» **WORK TASK**:
Work through the entries below and show every line in which "None" is found.

[DATA TO PROCESS — start]

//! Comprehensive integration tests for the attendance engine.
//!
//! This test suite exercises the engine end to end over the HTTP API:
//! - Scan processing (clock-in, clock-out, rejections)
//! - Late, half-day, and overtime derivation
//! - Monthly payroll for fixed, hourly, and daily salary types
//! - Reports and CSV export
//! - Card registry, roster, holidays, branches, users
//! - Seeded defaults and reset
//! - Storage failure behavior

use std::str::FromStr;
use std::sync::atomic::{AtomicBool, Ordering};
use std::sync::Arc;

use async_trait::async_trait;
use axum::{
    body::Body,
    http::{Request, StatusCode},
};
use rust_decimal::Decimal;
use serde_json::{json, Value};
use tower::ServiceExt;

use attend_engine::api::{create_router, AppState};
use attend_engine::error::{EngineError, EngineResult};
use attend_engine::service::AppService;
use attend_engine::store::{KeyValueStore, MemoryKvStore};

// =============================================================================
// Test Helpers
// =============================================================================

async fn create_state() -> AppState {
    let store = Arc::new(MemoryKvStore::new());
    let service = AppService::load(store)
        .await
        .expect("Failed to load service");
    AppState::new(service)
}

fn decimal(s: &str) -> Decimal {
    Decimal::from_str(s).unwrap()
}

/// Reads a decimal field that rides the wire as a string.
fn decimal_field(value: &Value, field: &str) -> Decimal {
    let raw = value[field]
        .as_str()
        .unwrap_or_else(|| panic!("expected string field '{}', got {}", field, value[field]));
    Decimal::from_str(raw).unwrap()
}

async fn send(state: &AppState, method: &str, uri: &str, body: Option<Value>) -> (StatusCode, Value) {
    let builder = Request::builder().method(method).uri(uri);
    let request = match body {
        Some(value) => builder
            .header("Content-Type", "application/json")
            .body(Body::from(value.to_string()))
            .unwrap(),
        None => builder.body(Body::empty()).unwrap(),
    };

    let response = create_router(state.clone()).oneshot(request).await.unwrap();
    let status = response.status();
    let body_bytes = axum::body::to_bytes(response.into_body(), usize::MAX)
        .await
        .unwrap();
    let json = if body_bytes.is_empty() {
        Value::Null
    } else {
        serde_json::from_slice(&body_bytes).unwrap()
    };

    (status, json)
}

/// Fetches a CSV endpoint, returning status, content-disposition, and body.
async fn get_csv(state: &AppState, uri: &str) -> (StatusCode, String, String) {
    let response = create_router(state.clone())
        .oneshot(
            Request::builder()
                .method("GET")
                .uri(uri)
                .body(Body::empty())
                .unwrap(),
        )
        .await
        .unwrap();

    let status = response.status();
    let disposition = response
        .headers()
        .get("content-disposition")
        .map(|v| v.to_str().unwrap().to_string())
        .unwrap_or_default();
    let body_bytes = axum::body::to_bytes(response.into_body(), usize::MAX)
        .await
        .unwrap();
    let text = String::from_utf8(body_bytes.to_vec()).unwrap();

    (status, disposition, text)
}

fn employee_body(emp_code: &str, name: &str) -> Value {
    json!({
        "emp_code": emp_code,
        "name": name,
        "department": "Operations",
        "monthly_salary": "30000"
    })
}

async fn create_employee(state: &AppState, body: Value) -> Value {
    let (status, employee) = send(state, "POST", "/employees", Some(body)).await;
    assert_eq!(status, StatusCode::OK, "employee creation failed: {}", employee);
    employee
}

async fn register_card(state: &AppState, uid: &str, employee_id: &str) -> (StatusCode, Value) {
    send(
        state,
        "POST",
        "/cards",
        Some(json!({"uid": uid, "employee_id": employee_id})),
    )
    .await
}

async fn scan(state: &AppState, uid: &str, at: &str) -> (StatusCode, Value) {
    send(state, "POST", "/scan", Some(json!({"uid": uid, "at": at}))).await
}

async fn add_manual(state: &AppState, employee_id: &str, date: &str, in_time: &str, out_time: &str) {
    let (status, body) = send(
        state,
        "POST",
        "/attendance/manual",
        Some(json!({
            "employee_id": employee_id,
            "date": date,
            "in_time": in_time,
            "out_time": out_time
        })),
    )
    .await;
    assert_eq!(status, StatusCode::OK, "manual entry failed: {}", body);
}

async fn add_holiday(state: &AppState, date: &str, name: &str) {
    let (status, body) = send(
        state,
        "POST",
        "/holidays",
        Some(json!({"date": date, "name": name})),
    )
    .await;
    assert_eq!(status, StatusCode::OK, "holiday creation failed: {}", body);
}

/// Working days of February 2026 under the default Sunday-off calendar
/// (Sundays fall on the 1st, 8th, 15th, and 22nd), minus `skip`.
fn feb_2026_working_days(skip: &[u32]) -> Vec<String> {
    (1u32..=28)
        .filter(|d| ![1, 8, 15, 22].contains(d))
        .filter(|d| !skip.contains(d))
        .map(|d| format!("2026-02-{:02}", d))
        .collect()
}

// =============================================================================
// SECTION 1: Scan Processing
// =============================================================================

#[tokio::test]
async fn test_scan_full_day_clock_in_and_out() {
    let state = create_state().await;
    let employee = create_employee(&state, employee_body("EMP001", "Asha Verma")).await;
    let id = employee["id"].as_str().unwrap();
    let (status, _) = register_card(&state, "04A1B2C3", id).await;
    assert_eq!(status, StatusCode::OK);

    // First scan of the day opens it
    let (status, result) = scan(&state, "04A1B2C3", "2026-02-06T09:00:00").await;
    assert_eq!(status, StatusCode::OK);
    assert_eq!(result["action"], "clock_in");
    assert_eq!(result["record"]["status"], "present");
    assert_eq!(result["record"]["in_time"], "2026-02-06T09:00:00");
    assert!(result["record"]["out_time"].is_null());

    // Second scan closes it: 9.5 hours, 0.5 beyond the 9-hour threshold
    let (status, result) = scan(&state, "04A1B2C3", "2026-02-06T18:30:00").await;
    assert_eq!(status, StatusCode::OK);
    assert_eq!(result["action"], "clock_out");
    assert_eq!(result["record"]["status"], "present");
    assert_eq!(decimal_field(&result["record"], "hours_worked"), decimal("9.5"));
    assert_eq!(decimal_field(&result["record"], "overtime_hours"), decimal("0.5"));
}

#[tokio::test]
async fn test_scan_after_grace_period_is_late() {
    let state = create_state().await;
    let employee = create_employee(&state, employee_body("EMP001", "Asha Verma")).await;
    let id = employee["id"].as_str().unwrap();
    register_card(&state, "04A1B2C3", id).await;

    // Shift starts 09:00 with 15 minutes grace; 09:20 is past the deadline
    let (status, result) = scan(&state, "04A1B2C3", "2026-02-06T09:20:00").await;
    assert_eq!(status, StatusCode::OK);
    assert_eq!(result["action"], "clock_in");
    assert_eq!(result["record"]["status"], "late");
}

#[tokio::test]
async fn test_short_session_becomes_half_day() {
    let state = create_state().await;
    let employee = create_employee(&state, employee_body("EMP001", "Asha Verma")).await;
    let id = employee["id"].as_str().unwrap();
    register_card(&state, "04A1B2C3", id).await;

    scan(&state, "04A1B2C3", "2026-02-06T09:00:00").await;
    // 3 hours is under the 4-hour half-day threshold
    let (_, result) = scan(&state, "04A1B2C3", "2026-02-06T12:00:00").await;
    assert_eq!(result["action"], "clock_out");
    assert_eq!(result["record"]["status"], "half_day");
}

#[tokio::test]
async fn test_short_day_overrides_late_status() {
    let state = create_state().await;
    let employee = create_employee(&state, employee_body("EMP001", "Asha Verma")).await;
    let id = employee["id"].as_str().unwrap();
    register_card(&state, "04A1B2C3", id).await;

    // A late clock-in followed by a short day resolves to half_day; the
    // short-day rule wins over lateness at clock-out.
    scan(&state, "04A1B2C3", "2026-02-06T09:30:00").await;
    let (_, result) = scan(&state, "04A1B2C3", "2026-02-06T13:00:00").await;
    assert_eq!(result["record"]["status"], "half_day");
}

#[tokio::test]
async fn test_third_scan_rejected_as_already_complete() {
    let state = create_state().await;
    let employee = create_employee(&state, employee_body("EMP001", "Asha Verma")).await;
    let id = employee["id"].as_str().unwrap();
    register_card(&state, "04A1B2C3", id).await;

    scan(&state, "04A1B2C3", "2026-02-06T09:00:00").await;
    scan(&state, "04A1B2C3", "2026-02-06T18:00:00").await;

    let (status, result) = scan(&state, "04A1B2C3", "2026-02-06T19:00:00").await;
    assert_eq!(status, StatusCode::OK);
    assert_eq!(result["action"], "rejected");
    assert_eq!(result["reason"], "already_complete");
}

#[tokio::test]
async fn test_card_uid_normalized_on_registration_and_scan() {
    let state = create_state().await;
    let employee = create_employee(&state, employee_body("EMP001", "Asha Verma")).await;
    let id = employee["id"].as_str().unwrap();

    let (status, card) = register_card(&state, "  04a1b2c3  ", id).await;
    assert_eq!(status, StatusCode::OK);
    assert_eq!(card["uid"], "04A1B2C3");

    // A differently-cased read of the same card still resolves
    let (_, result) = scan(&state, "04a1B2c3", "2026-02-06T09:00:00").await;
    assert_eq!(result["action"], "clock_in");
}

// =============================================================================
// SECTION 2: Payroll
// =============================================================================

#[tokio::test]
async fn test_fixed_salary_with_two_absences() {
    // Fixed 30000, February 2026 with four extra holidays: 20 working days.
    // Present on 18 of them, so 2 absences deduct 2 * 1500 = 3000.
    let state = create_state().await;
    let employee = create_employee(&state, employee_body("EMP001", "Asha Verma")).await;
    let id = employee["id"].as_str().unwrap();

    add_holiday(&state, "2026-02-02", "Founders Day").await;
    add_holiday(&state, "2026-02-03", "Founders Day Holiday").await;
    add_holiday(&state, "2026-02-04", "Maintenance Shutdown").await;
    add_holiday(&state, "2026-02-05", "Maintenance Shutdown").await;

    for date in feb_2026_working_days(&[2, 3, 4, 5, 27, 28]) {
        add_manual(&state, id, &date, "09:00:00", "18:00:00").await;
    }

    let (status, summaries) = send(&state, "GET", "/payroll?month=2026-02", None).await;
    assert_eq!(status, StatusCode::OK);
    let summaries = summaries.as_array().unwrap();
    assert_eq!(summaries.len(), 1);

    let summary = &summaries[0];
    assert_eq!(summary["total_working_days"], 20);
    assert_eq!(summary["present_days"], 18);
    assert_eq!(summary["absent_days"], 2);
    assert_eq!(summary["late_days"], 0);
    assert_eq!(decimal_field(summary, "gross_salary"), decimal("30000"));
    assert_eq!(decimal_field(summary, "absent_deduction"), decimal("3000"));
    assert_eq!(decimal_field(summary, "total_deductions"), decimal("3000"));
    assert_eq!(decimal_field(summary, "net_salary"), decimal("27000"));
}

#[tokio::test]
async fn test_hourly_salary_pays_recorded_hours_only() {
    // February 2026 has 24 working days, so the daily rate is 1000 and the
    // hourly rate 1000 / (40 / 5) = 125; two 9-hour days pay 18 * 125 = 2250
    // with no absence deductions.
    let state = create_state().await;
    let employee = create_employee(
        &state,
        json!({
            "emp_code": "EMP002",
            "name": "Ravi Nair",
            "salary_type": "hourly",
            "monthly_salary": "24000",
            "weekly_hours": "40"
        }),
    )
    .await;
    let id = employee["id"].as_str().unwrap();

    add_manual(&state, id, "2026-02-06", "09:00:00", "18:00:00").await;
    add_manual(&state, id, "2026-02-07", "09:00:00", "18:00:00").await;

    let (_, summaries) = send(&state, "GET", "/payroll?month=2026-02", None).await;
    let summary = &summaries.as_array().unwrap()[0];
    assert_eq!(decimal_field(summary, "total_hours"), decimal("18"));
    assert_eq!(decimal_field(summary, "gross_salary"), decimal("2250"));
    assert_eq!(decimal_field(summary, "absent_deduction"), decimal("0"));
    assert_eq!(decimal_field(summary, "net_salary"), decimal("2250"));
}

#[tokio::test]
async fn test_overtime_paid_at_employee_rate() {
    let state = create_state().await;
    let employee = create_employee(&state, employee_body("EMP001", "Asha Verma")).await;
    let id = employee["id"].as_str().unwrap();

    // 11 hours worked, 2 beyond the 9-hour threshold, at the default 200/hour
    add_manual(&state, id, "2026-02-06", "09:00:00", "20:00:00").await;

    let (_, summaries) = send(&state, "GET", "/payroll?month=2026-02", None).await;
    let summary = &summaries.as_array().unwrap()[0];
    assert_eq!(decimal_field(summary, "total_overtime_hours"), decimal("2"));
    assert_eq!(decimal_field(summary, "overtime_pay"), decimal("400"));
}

[DATA TO PROCESS — finish]

» **ANSWER SPACE**:
        None => builder.body(Body::empty()).unwrap(),
    let (status, summaries) = send(&state, "GET", "/payroll?month=2026-02", None).await;
    let (_, summaries) = send(&state, "GET", "/payroll?month=2026-02", None).await;
    let (_, summaries) = send(&state, "GET", "/payroll?month=2026-02", None).await;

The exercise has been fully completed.